Tools like Google's GraphCast, Huawei's Pangu-Weather, and ECMWF's AIFS promise to replace heavy physics calculations with rapid neural inference. Theoretically, this makes weather intelligence more open to anybody, suggesting that anyone with a GPU can now run a global weather station from their desk.

I set out to build exactly that: a local, AI-driven weather model to replace the aging Fortran stack. Instead, I ran into a new constraint. One that was harder than the last.

I call it the 32GB Ceiling.

The Inference Gap

In traditional software, “Open Source” usually implies accessibility. If you can install it, you can run it. The primary cost is time.

In modern AI workflows, meteorology included, the code may be free, but the runtime is not. The bottleneck has shifted from time to space. Specifically, memory. Massive tensor operations now dominate the cost, and without sufficient VRAM, execution simply stops.

To understand where the limits actually lie, I audited several widely cited “local” AI weather models, focusing on whether they could realistically run on high-end consumer hardware. Namely the common 24GB ceiling of flagship GPUs, and even the newer 32GB tier.

And this is how it works out.

Tier 1: Institutional Compute

Some models are effectively unreachable outside data centers.
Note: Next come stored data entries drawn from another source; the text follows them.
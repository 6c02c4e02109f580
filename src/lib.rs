#![forbid(unsafe_code)]

//! Audio-to-caption pipeline for timeline-based editors.
//!
//! Composes a track's audio into one mono stream, transcribes it through a
//! swappable speech engine behind a cancellable worker, and projects the
//! transcript back onto the timeline as non-overlapping caption elements.
//! Hosts embed [`app::PipelineController`] and supply the engine, media, and
//! timeline ports; in-memory adapters back the stores for tests and
//! self-contained embeddings.

pub mod adapters;
pub mod app;
pub mod domain;
pub mod infrastructure;
pub mod ports;

pub use app::PipelineController;
pub use domain::{PipelineError, Transcript};
/// Linear PCM audio buffer.
///
/// Samples are 32-bit floats conceptually in `[-1, 1]`; transient overshoot
/// is tolerated until a normalization pass runs. Buffers are ephemeral:
/// produced by extraction, consumed once by transcription, never retained.
#[derive(Debug, Clone, PartialEq)]
pub struct PcmBuffer {
    /// PCM samples. Mono unless `channels > 1`, in which case interleaved.
    pub samples: Vec<f32>,
    /// Sample rate in Hz.
    pub sample_rate: u32,
    /// Number of channels.
    pub channels: u16,
}

impl PcmBuffer {
    /// Create a mono buffer from raw samples.
    pub fn mono(samples: Vec<f32>, sample_rate: u32) -> Self {
        Self {
            samples,
            sample_rate,
            channels: 1,
        }
    }

    /// A single-sample silent mono buffer.
    ///
    /// Returned wherever a trim configuration leaves nothing audible, so
    /// extraction stays total instead of failing.
    pub fn silent(sample_rate: u32) -> Self {
        Self::mono(vec![0.0], sample_rate)
    }

    /// Number of samples.
    pub fn len(&self) -> usize {
        self.samples.len()
    }

    /// Check if the buffer holds no samples.
    pub fn is_empty(&self) -> bool {
        self.samples.is_empty()
    }

    /// Duration in seconds, per channel.
    pub fn duration_secs(&self) -> f64 {
        if self.sample_rate == 0 {
            return 0.0;
        }
        self.samples.len() as f64 / (self.sample_rate as f64 * self.channels.max(1) as f64)
    }

    /// Maximum absolute sample value.
    pub fn peak(&self) -> f32 {
        self.samples.iter().fold(0.0f32, |acc, s| acc.max(s.abs()))
    }
}
use async_trait::async_trait;
use serde::{Deserialize, Serialize};
use tokio::sync::mpsc;

use crate::domain::config::EngineConfig;
use crate::domain::{PcmBuffer, PipelineError, RawTranscription};

/// Compute device preference for the recognition backend.
#[derive(Debug, Clone, Copy, PartialEq, Eq, Serialize, Deserialize)]
pub enum Device {
    /// Hardware-accelerated backend.
    Accelerated,
    /// Software fallback.
    Cpu,
}

/// Numeric precision the model runs at.
#[derive(Debug, Clone, Copy, PartialEq, Eq, Serialize, Deserialize)]
pub enum Precision {
    /// Full-precision weights, used on accelerated backends.
    Full,
    /// Quantized weights, used on the software fallback.
    Quantized,
}

/// Recognition task.
#[derive(Debug, Clone, Copy, PartialEq, Eq, Serialize, Deserialize)]
#[serde(rename_all = "lowercase")]
pub enum EngineTask {
    Transcribe,
    Translate,
}

/// A concrete model selection: identifier plus backend placement.
#[derive(Debug, Clone, PartialEq, Eq, Serialize, Deserialize)]
pub struct ModelSpec {
    pub model_id: String,
    pub device: Device,
    pub precision: Precision,
}

impl ModelSpec {
    pub fn new(model_id: impl Into<String>, device: Device, precision: Precision) -> Self {
        Self {
            model_id: model_id.into(),
            device,
            precision,
        }
    }

    /// Distilled variants run with a shorter recognition window.
    pub fn is_distilled(&self) -> bool {
        self.model_id.contains("distil")
    }
}

/// Per-job inference options handed to the engine.
#[derive(Debug, Clone, PartialEq, Serialize, Deserialize)]
pub struct InferenceOptions {
    pub task: EngineTask,
    /// Language code, `None` for auto-detection.
    pub language: Option<String>,
    /// Recognition window length in seconds.
    pub chunk_length_secs: f64,
    /// Overlap between consecutive windows in seconds.
    pub stride_length_secs: f64,
}

/// Fixed window geometry for distilled model variants.
const DISTILLED_WINDOW: (f64, f64) = (20.0, 3.0);

impl InferenceOptions {
    /// Window geometry for a model: the configured chunk/stride for standard
    /// variants, a fixed shorter 20s/3s window for distilled variants.
    pub fn for_model(
        spec: &ModelSpec,
        task: EngineTask,
        language: Option<String>,
        engine: &EngineConfig,
    ) -> Self {
        let (chunk_length_secs, stride_length_secs) = if spec.is_distilled() {
            DISTILLED_WINDOW
        } else {
            (engine.chunk_length_secs, engine.stride_length_secs)
        };
        Self {
            task,
            language,
            chunk_length_secs,
            stride_length_secs,
        }
    }
}

/// Feature-extraction and position-limit metadata the engine must expose.
///
/// Absence means the engine build is unusable for windowed inference and is
/// reported as a configuration error, not a crash.
#[derive(Debug, Clone, Copy, PartialEq, Eq, Serialize, Deserialize)]
pub struct EngineMetadata {
    /// Mel feature bins per frame.
    pub feature_size: u32,
    /// Maximum positions the decoder supports.
    pub max_position_embeddings: u32,
}

/// Events streamed by the engine during model load and inference.
#[derive(Debug, Clone, PartialEq)]
pub enum EngineEvent {
    /// A model file download began.
    DownloadStarted { file: String },
    /// Byte-level download progress for one file.
    DownloadProgress {
        file: String,
        loaded: u64,
        total: u64,
    },
    /// A model file finished downloading.
    DownloadComplete { file: String },
    /// A recognition window opened at `offset_secs` into the audio.
    WindowStarted { index: usize, offset_secs: f64 },
    /// Partial text decoded for the currently open window.
    Token { text: String },
    /// The open window finished; `end_offset_secs` stamps its end.
    WindowComplete { end_offset_secs: f64 },
}

/// Sender half of the engine event stream.
pub type EngineEventSender = mpsc::UnboundedSender<EngineEvent>;

/// A live, exclusively owned model instance.
///
/// Ownership moves with model swaps; only one handle is live at a time and
/// the previous one is disposed before its replacement loads.
pub trait ModelHandle: Send {
    fn model_id(&self) -> &str;

    /// Release the model. Failures are logged by the caller, not propagated.
    fn dispose(self: Box<Self>) -> Result<(), PipelineError>;
}

/// The out-of-process speech recognition capability.
///
/// Consumed as a black box: raw PCM plus configuration in, streamed events
/// and a raw transcription out. Everything crossing this boundary is owned
/// data; no memory is shared with the engine.
#[async_trait]
pub trait SpeechEngine: Send + Sync {
    /// Engine build metadata, `None` when the build is misconfigured.
    fn metadata(&self) -> Option<EngineMetadata>;

    /// Load a model, streaming download progress on `events`.
    async fn load_model(
        &self,
        spec: &ModelSpec,
        events: EngineEventSender,
    ) -> Result<Box<dyn ModelHandle>, PipelineError>;

    /// Run inference over mono PCM at the engine's required sample rate,
    /// streaming window/token events on `events`.
    async fn transcribe(
        &self,
        model: &dyn ModelHandle,
        audio: &PcmBuffer,
        options: &InferenceOptions,
        events: EngineEventSender,
    ) -> Result<RawTranscription, PipelineError>;
}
GraphCast and Pangu-Weather fall into this category. While their code is publicly available, their standard inference pipelines assume data-center-class accelerators. Running GraphCast at 0.25° resolution typically requires around 60GB of VRAM. That places it squarely in A100 territory.

These projects are “open” in the legal sense, but operationally inaccessible. You can study them, but you cannot meaningfully run them. Access is granted to institutions, not individuals.

Tier 2: The Marginal Zone

This is where things become uncomfortable.

Models like AIFS and FourCastNet sit just below the institutional tier, but still above what consumer hardware can comfortably support. AIFS, for example, defaults to roughly 38GB of VRAM for ensemble inference.

On a 24GB GPU, this forces aggressive compromises: chunked inference, mixed precision, careful memory juggling. It runs, but only just. You are constantly at the edge of failure.

Even with newer 32GB consumer cards, the situation barely improves. The margin is thinner, the optimizations less extreme, but the fundamental mismatch remains. You are paying a premium for hardware that still cannot execute the model as designed.

Tier 3: Constrained by Design

Only the most recent, experimental work appears to acknowledge the hardware gap directly.

Models like WeatherMesh-3 and KAI-a are explicitly designed to fit within 16–24GB memory envelopes. They recognize the constraints of real-world users and attempt to work within them.

The trade-off, of course, is maturity. These systems lack the validation, track record, and institutional confidence of their larger counterparts. They are promising, but not yet proven.

Physics vs. Tensors

This investigation clarified something fundamental about the state of engineering in 2025.

We haven't truly "democratized" weather prediction yet; we've just changed the currency required to buy it.

With WRF, the cost was patience. Given enough time, a modest CPU could eventually solve the equations. With modern AI models, the cost is memory bandwidth. If you do not have the VRAM, the model does not degrade gracefully, it simply does not run.

For a student or researcher, the barrier hasn't been removed; it has just changed shape.

For now, I am sticking with WRF. It is slow, painful, and grounded in 20-year-old Fortran. But it has one distinct advantage over the state-of-the-art AI models:

It actually fits on my laptop, and it runs. (AMD Ryzen 5 4600H, 14GB RAM, runs as LXC container inside Proxmox.)